# [Work order]
Line count for the string "into": give the number of lines in the data below that contain it, and nothing more.

★ ★ ★ ★ ★ ★ ★

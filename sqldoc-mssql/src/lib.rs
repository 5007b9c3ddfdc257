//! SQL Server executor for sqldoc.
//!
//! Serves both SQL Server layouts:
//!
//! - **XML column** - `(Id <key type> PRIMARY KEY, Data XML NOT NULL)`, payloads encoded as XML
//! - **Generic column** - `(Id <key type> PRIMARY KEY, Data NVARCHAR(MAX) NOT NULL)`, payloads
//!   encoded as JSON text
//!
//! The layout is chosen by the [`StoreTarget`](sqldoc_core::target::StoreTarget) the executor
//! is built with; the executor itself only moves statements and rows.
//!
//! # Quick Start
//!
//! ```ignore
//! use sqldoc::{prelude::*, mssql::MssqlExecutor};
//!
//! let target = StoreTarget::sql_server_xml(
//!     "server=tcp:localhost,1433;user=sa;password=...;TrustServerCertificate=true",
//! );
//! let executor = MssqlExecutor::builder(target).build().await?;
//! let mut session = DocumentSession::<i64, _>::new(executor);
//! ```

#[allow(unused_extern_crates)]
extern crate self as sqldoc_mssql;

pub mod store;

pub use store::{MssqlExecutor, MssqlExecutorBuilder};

★ ★ ★ ★ ★ ★ ★

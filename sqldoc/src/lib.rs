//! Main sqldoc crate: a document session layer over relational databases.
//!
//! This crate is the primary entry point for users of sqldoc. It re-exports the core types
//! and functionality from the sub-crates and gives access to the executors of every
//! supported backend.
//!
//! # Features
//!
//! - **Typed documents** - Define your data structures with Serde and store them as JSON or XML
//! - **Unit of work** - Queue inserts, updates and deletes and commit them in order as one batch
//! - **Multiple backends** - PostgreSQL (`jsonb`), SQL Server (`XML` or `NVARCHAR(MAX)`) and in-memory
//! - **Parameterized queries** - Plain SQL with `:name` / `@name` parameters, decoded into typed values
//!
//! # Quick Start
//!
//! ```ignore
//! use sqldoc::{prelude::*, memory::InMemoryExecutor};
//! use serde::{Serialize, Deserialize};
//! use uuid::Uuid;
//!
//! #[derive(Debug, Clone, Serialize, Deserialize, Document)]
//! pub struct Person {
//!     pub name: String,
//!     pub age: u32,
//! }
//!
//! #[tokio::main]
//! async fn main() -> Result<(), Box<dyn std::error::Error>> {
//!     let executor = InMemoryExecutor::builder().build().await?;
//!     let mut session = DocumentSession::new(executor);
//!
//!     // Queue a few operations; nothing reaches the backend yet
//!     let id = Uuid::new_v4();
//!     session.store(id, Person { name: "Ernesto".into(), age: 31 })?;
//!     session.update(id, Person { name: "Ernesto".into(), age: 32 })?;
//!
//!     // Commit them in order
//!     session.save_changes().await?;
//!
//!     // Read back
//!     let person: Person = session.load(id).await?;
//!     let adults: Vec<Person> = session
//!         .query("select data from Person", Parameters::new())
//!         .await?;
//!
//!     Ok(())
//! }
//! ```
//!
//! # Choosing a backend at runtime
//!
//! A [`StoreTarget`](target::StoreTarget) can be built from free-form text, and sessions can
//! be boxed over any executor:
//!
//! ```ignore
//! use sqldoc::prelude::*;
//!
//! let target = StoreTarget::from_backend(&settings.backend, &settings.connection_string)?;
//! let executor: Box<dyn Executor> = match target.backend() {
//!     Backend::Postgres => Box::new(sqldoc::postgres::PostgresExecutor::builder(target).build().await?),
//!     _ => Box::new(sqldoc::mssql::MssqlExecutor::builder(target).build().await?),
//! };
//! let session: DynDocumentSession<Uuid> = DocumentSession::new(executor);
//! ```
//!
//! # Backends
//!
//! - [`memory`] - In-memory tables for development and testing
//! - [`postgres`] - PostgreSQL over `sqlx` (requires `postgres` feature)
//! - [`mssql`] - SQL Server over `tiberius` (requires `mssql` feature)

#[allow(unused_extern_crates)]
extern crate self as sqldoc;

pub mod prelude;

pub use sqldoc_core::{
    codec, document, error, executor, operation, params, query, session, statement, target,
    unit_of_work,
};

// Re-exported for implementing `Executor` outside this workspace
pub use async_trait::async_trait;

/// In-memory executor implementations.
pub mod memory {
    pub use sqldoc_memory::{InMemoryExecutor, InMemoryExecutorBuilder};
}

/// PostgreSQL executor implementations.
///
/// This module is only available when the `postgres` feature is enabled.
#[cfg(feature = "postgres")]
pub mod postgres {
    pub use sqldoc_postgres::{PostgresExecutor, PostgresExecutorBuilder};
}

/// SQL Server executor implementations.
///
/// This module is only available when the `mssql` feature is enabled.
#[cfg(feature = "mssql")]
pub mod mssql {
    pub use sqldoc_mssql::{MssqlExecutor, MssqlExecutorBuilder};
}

★ ★ ★ ★ ★ ★ ★

# [Exercise solution]
3